There are very few things people like less than an increase in fees or costs, and an increase in homeowners dues is no different. Many homeowners do not see why they need to contribute anything more to their homeowners association than what is needed to cover basic operations. They forget to take into account the necessity of a reserve study and keeping a stable reserve fund.
A reserve study is an evaluation of a homeowners association, usually by a professional analyst, to determine the projected costs of major maintenance projects over an extended period of time. They allow a board of directors to identify what projects will need to be completed in the near and far futures and accurately plan for the amount of money necessary to undertake them.

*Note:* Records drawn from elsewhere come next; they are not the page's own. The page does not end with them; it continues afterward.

//! Engine constants - tick rates, geometry factors, color derivation
//!
//! All magic numbers the arrow engine relies on. Config defaults live in
//! the `config` module next to their serde default functions.

// =============================================================================
// TIMING
// =============================================================================

/// Host update ticks per second. Update-rate throttling is expressed as a
/// fraction of this base rate.
pub const BASE_TICK_RATE: u32 = 60;

// =============================================================================
// WORLD GEOMETRY
// =============================================================================

/// World pixels per map tile. Transition anchors are stored in tiles and
/// converted to pixels for bearing math.
pub const TILE_PIXELS: f32 = 64.0;

/// Fraction of the half-screen radius at which arrows sit. Keeps arrows
/// slightly inside the screen border instead of clipping at the edge.
pub const EDGE_INSET: f32 = 0.9;

/// Distance in screen pixels from an arrow's anchor back along its bearing
/// to the name label anchor. Covers the arrow sprite plus a small gap;
/// hosts with taller sprites can place labels themselves via
/// `geometry::label_pos`.
pub const LABEL_OFFSET: f32 = 48.0;

// =============================================================================
// COLOR DERIVATION
// =============================================================================

/// Number of leading decimal digits of a player id used as the color seed.
/// Truncation keeps the seed in a stable range across id formats.
pub const COLOR_SEED_DIGITS: usize = 5;
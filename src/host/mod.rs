//! Host module - environment-specific glue around the core engine
//!
//! This module contains the host-side code including:
//! - Configuration file loading
//! - Logging setup
//!
//! Game-API bindings (reading players, drawing sprites) live in the
//! embedding project, implemented against the `core` traits.

pub mod config;
pub mod logging;
// Logging configuration for the player arrows overlay

use std::path::PathBuf;
use std::sync::OnceLock;

use tracing::Level;
use tracing_appender::non_blocking::WorkerGuard;
use tracing_subscriber::layer::SubscriberExt;
use tracing_subscriber::util::SubscriberInitExt;
use tracing_subscriber::EnvFilter;

/// Environment variable overriding the log filter, e.g.
/// `PLAYER_ARROWS_LOG=player_arrows::core::route=trace`
pub const LOG_ENV_VAR: &str = "PLAYER_ARROWS_LOG";

// Writer guards must outlive every log call; dropped only at process exit
static LOG_GUARDS: OnceLock<Vec<WorkerGuard>> = OnceLock::new();

/// Initialize logging with optional console and file outputs.
///
/// Safe to call again after a host reload; only the first call installs
/// a subscriber. Console output is compact and colored, file output is
/// plain with targets so overlay lines are easy to grep out of a shared
/// log.
pub fn init_logging(enable_console: bool, log_file_path: Option<PathBuf>) {
    if LOG_GUARDS.get().is_some() {
        return;
    }

    let mut guards = Vec::new();

    // INFO everywhere, DEBUG for this crate, unless the env var says more
    let filter = EnvFilter::builder()
        .with_env_var(LOG_ENV_VAR)
        .with_default_directive(Level::INFO.into())
        .from_env_lossy()
        .add_directive("player_arrows=debug".parse().unwrap());

    let file_layer = log_file_path.and_then(|path| {
        let parent = path.parent()?;
        let file_name = path.file_name()?.to_str()?;

        let appender = tracing_appender::rolling::never(parent, file_name);
        let (writer, guard) = tracing_appender::non_blocking(appender);
        guards.push(guard);

        Some(
            tracing_subscriber::fmt::layer()
                .with_writer(writer)
                .with_ansi(false),
        )
    });

    let console_layer = enable_console.then(|| {
        let (writer, guard) = tracing_appender::non_blocking(std::io::stdout());
        guards.push(guard);

        tracing_subscriber::fmt::layer()
            .compact()
            .with_writer(writer)
            .with_target(false)
    });

    tracing_subscriber::registry()
        .with(filter)
        .with(file_layer)
        .with(console_layer)
        .init();

    let _ = LOG_GUARDS.set(guards);
}
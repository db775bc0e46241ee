// Configuration file loading for the player arrows overlay

use std::fs;
use std::path::Path;

use tracing::{debug, info};

use crate::core::config::ArrowConfig;

// =============================================================================
// CONFIG LOADING
// =============================================================================

/// Config file name, looked up in the directory the host hands us
pub const CONFIG_FILENAME: &str = "player_arrows.toml";

#[derive(Debug)]
pub enum ConfigError {
    ReadError(std::io::Error),
    ParseError(toml::de::Error),
}

impl std::fmt::Display for ConfigError {
    fn fmt(&self, f: &mut std::fmt::Formatter<'_>) -> std::fmt::Result {
        match self {
            ConfigError::ReadError(e) => write!(f, "Failed to read config file: {}", e),
            ConfigError::ParseError(e) => write!(f, "Failed to parse config file: {}", e),
        }
    }
}

/// Load the overlay configuration from `dir`.
///
/// A missing file is not an error: the overlay runs on defaults and the
/// host may write a template later. Unknown keys are ignored, missing
/// keys fall back per field.
pub fn load(dir: &Path) -> Result<ArrowConfig, ConfigError> {
    let config_path = dir.join(CONFIG_FILENAME);

    debug!(
        path = %config_path.display(),
        "[config] Looking for overlay config"
    );

    if !config_path.exists() {
        debug!("[config] No overlay config found, using defaults");
        return Ok(ArrowConfig::default());
    }

    let contents = fs::read_to_string(&config_path).map_err(ConfigError::ReadError)?;
    let config: ArrowConfig = toml::from_str(&contents).map_err(ConfigError::ParseError)?;
    info!(
        path = %config_path.display(),
        "[config] Loaded overlay config"
    );
    Ok(config)
}
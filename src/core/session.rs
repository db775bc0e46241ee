//! Arrow session - orchestrates tracking, routing and arrow emission
//!
//! ArrowSession owns everything the arrow feature knows about one play
//! session: the connectivity graph for the loaded save and one tracker
//! per connected peer. The host drives it through the runtime:
//!
//! 1. `reset` when a save loads, `clear` when it unloads
//! 2. `update_tick` on throttled update ticks (routing + geometry)
//! 3. `on_local_warp` immediately after the local player changes maps
//! 4. `emit_arrows` during the render pass
//!
//! The session is platform-independent and is tested with mocks.

use std::collections::{BTreeMap, BTreeSet};

use tracing::{debug, info};

use crate::core::color::{player_color, Color, ColorPalette};
use crate::core::config::ArrowConfig;
use crate::core::constants::LABEL_OFFSET;
use crate::core::geometry;
use crate::core::map_graph::MapGraph;
use crate::core::present::{ArrowDraw, ArrowSink};
use crate::core::route;
use crate::core::tracker::PlayerArrow;
use crate::core::traits::WorldReader;
use crate::core::types::{LocationSnapshot, PlayerId, PlayerSnapshot, Viewport};

// =============================================================================
// ARROW SESSION
// =============================================================================

/// Session-scoped arrow state: one tracker per peer plus the graph cache
pub struct ArrowSession {
    graph: MapGraph,
    trackers: BTreeMap<PlayerId, PlayerArrow>,
}

impl ArrowSession {
    pub fn new() -> Self {
        Self {
            graph: MapGraph::new(),
            trackers: BTreeMap::new(),
        }
    }

    /// Start of a play session: drop stale trackers and build the graph
    /// for the freshly loaded world
    pub fn reset<W: WorldReader>(&mut self, world: &W) {
        self.trackers.clear();
        self.graph.rebuild(&world.locations());
        info!(locations = self.graph.len(), "[SESSION] Session started");
    }

    /// End of a play session: release all tracking state
    pub fn clear(&mut self) {
        let dropped = self.trackers.len();
        self.trackers.clear();
        self.graph = MapGraph::new();
        debug!(dropped, "[SESSION] Session cleared");
    }

    /// Tracker for one peer, if they are currently tracked
    pub fn tracker(&self, id: PlayerId) -> Option<&PlayerArrow> {
        self.trackers.get(&id)
    }

    pub fn tracker_count(&self) -> usize {
        self.trackers.len()
    }

    /// Drop the tracker of a disconnected peer
    pub fn remove_peer(&mut self, id: PlayerId) {
        if self.trackers.remove(&id).is_some() {
            info!(player = %id, "[SESSION] Peer disconnected, tracker removed");
        }
    }

    /// Recompute tracker colors after a palette change
    pub fn refresh_colors(&mut self, palette: ColorPalette) {
        for arrow in self.trackers.values_mut() {
            arrow.color = player_color(arrow.player_id, palette);
        }
    }

    // =========================================================================
    // Update pass
    // =========================================================================

    /// One throttled update pass: reconcile trackers with the connected
    /// peer list, refresh routes where a peer's location changed, then
    /// recompute screen geometry.
    ///
    /// Peers whose location has not replicated yet are skipped entirely;
    /// their tracker appears once the location is known. Cross-map routes
    /// are only re-resolved when the peer's location changed since the
    /// last attempt, so a quiet world costs a handful of comparisons.
    pub fn update_tick<W: WorldReader>(
        &mut self,
        world: &W,
        viewport: &Viewport,
        config: &ArrowConfig,
    ) {
        let Some(local) = world.local_player() else {
            return;
        };
        let Some(local_location) = local.location.as_deref() else {
            debug!("[SESSION] Local player location unresolved, skipping update");
            return;
        };

        let others = world.other_players();

        // Peers can vanish without a disconnect event (host quirks); sweep
        // trackers against the live list
        let connected: BTreeSet<PlayerId> = others.iter().map(|p| p.id).collect();
        let before = self.trackers.len();
        self.trackers.retain(|id, _| connected.contains(id));
        if self.trackers.len() < before {
            debug!(
                removed = before - self.trackers.len(),
                "[SESSION] Dropped trackers for absent peers"
            );
        }

        let mut locations: Option<Vec<LocationSnapshot>> = None;
        let Self { graph, trackers } = self;

        for peer in &others {
            if peer.id == local.id {
                continue;
            }
            let Some(peer_location) = peer.location.as_deref() else {
                debug!(player = %peer.id, "[SESSION] Peer location unresolved, deferred");
                continue;
            };

            let arrow = trackers.entry(peer.id).or_insert_with(|| {
                info!(player = %peer.id, name = %peer.display_name, "[SESSION] Tracking new peer");
                PlayerArrow::new(peer, config.palette)
            });

            if peer_location == local_location {
                arrow.follow_live(peer.position);
            } else {
                arrow.same_map = false;
                if arrow.needs_route_refresh(peer_location) {
                    let locs = locations.get_or_insert_with(|| world.locations());
                    match route::resolve(graph, locs, local_location, peer_location) {
                        Ok(anchor) => arrow.note_routed(peer_location, anchor),
                        Err(err) => {
                            debug!(
                                player = %peer.id,
                                peer_location = %peer_location,
                                error = %err,
                                "[SESSION] Route resolution failed, keeping previous target"
                            );
                            arrow.note_route_failed(peer_location);
                        }
                    }
                }
            }

            refresh_geometry(arrow, &local, peer, viewport);

            if config.debug {
                debug!(
                    player = %peer.id,
                    location = %peer_location,
                    x = peer.position.x,
                    y = peer.position.y,
                    "[SESSION] Peer position"
                );
            }
        }
    }

    /// The local player just changed maps: every cached anchor points at
    /// the wrong map's geometry, so re-resolve all cross-map routes now
    /// instead of waiting for the next peer movement.
    ///
    /// Only existing trackers are refreshed; new peers still appear
    /// through the regular update pass.
    pub fn on_local_warp<W: WorldReader>(&mut self, world: &W, viewport: &Viewport) {
        let Some(local) = world.local_player() else {
            return;
        };
        let Some(local_location) = local.location.as_deref() else {
            return;
        };

        info!(location = %local_location, "[SESSION] Local player changed maps, refreshing routes");

        for arrow in self.trackers.values_mut() {
            arrow.invalidate_route();
        }

        let others = world.other_players();
        let mut locations: Option<Vec<LocationSnapshot>> = None;
        let Self { graph, trackers } = self;

        for peer in &others {
            let Some(peer_location) = peer.location.as_deref() else {
                continue;
            };
            let Some(arrow) = trackers.get_mut(&peer.id) else {
                continue;
            };

            if peer_location == local_location {
                arrow.follow_live(peer.position);
            } else {
                arrow.same_map = false;
                let locs = locations.get_or_insert_with(|| world.locations());
                match route::resolve(graph, locs, local_location, peer_location) {
                    Ok(anchor) => arrow.note_routed(peer_location, anchor),
                    Err(err) => {
                        debug!(
                            player = %peer.id,
                            peer_location = %peer_location,
                            error = %err,
                            "[SESSION] Post-warp route resolution failed"
                        );
                        arrow.note_route_failed(peer_location);
                    }
                }
            }

            refresh_geometry(arrow, &local, peer, viewport);
        }
    }

    // =========================================================================
    // Render pass
    // =========================================================================

    /// Emit one draw item per visible arrow, in peer-id order.
    ///
    /// Runs on the render path, so it does no routing and no allocation
    /// beyond the label strings. Opacity is read from the live config on
    /// every call; trackers without a resolved target and trackers whose
    /// peer is visible on screen are skipped.
    pub fn emit_arrows<S: ArrowSink>(&mut self, config: &ArrowConfig, sink: &mut S) {
        for arrow in self.trackers.values_mut() {
            if !arrow.has_target() || arrow.on_screen {
                continue;
            }

            arrow.opacity = config.opacity();
            let label = config.names_on_arrows.then(|| {
                (
                    arrow.display_name.clone(),
                    geometry::label_pos(arrow.screen_pos, arrow.screen_angle, LABEL_OFFSET),
                )
            });

            sink.draw_arrow(&ArrowDraw {
                player: arrow.player_id,
                screen_pos: arrow.screen_pos,
                rotation: geometry::sprite_rotation(arrow.screen_angle),
                body_color: arrow.color,
                border_color: config.show_border.then_some(Color::BLACK),
                opacity: arrow.opacity,
                label,
            });
        }
    }
}

impl Default for ArrowSession {
    fn default() -> Self {
        Self::new()
    }
}

/// Recompute an arrow's screen anchor and bearing from its current target
fn refresh_geometry(
    arrow: &mut PlayerArrow,
    local: &PlayerSnapshot,
    peer: &PlayerSnapshot,
    viewport: &Viewport,
) {
    if let Some(target) = arrow.target_world_pos {
        arrow.screen_angle = geometry::bearing(local.position, target);
        arrow.screen_pos =
            geometry::edge_point(viewport.screen_w, viewport.screen_h, arrow.screen_angle);
    }
    arrow.on_screen = arrow.same_map && geometry::target_on_screen(&peer.bounds, &viewport.world);
}

// =============================================================================
// TESTS
// =============================================================================
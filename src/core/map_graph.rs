//! Map connectivity graph
//!
//! Directed adjacency between location names, built from warp and door
//! transition points. The graph is a cache over the host's location list:
//! cheap to rebuild, so it is rebuilt wholesale instead of patched when
//! the world changes under it (festival maps, mod-added locations).

use std::collections::{BTreeMap, BTreeSet};

use tracing::debug;

use super::types::LocationSnapshot;

// =============================================================================
// GRAPH
// =============================================================================

/// Location adjacency: name of a location to the set of location names
/// reachable from it in one transition.
///
/// BTree collections keep neighbor iteration in name order, which makes
/// route selection deterministic when several routes tie.
#[derive(Clone, Debug, Default, PartialEq)]
pub struct MapGraph {
    neighbors: BTreeMap<String, BTreeSet<String>>,
}

impl MapGraph {
    /// Empty graph. `rebuild` fills it on first use.
    pub fn new() -> Self {
        Self::default()
    }

    /// Build a graph from a location list
    pub fn build(locations: &[LocationSnapshot]) -> Self {
        let mut graph = Self::new();
        graph.rebuild(locations);
        graph
    }

    /// Drop all adjacency and rebuild it from the given location list.
    ///
    /// Doors without a resolved interior transition carry no edge and are
    /// skipped. Duplicate transitions to the same target collapse into one
    /// edge. A location with no outgoing transitions still gets a node.
    pub fn rebuild(&mut self, locations: &[LocationSnapshot]) {
        self.neighbors.clear();

        let mut skipped_doors = 0usize;
        for location in locations {
            let targets = self.neighbors.entry(location.name.clone()).or_default();

            for warp in &location.warps {
                targets.insert(warp.target.clone());
            }
            for door in &location.doors {
                match &door.transition {
                    Some(transition) => {
                        targets.insert(transition.target.clone());
                    }
                    None => skipped_doors += 1,
                }
            }
        }

        debug!(
            locations = self.neighbors.len(),
            skipped_doors, "[GRAPH] Rebuilt connectivity graph"
        );
    }

    /// True if the location has a node in the graph
    pub fn contains(&self, location: &str) -> bool {
        self.neighbors.contains_key(location)
    }

    /// Locations reachable from `location` in one transition, in name order
    pub fn neighbors(&self, location: &str) -> Option<&BTreeSet<String>> {
        self.neighbors.get(location)
    }

    pub fn len(&self) -> usize {
        self.neighbors.len()
    }

    pub fn is_empty(&self) -> bool {
        self.neighbors.is_empty()
    }
}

The types of maintenance projects an HOA will need to address will vary depending on the size and type of community, as well as each community’s individual amenities. A small community of single family homes with public streets and without a pool or other major amenities will most likely only need a small reserve fund to cover projects like the replacement of an entrance sign and major landscaping of common areas. Larger communities of single family homes with major amenities like pools, clubhouses, and playgrounds will need to plan for water pump replacement and pool resurfacing, roof repairs and renovation, and play equipment repairs. Townhome and condominium associations will always require the largest reserve funds as they inevitably have the most maintenance concerns. Buildings will always need to be pressure washed and painted, roofs will need to be replaced and parking areas resurfaced, and plumbing updated. All of these projects can be incredibly expensive, and a well-funded reserve account can ensure the association has the cash on hand to pay for them.
As with the types of projects, the amount needed to be put into reserve will also differ amongst various types of communities and their needs, but a good reserve study can assist the board in making a decision on how much to put aside and when. Most studies even take into account inflation and necessary dues increases to help create a solid financial plan and make sure the needed capital expenditures are covered. A reserve account is also important to fund emergency repairs a study or annual budget may not take into account and an insurance policy may not cover.
Always keep in mind that a reserve fund is not for “future improvements” current homeowners may or may not benefit from now, but rather a way to combat the cost of ongoing deterioration. Everything has a lifespan, whether it is twenty years for a roof, or seven years for a pool filtration system. These things will need to be replaced eventually, period. The lenders of prospective buyers will also take an HOAs reserve fund into account when deciding whether or not to approve a loan on a home, benefiting current owners when they sell. Being a member of a homeowners association means keeping a community in the best possible condition now and in the future.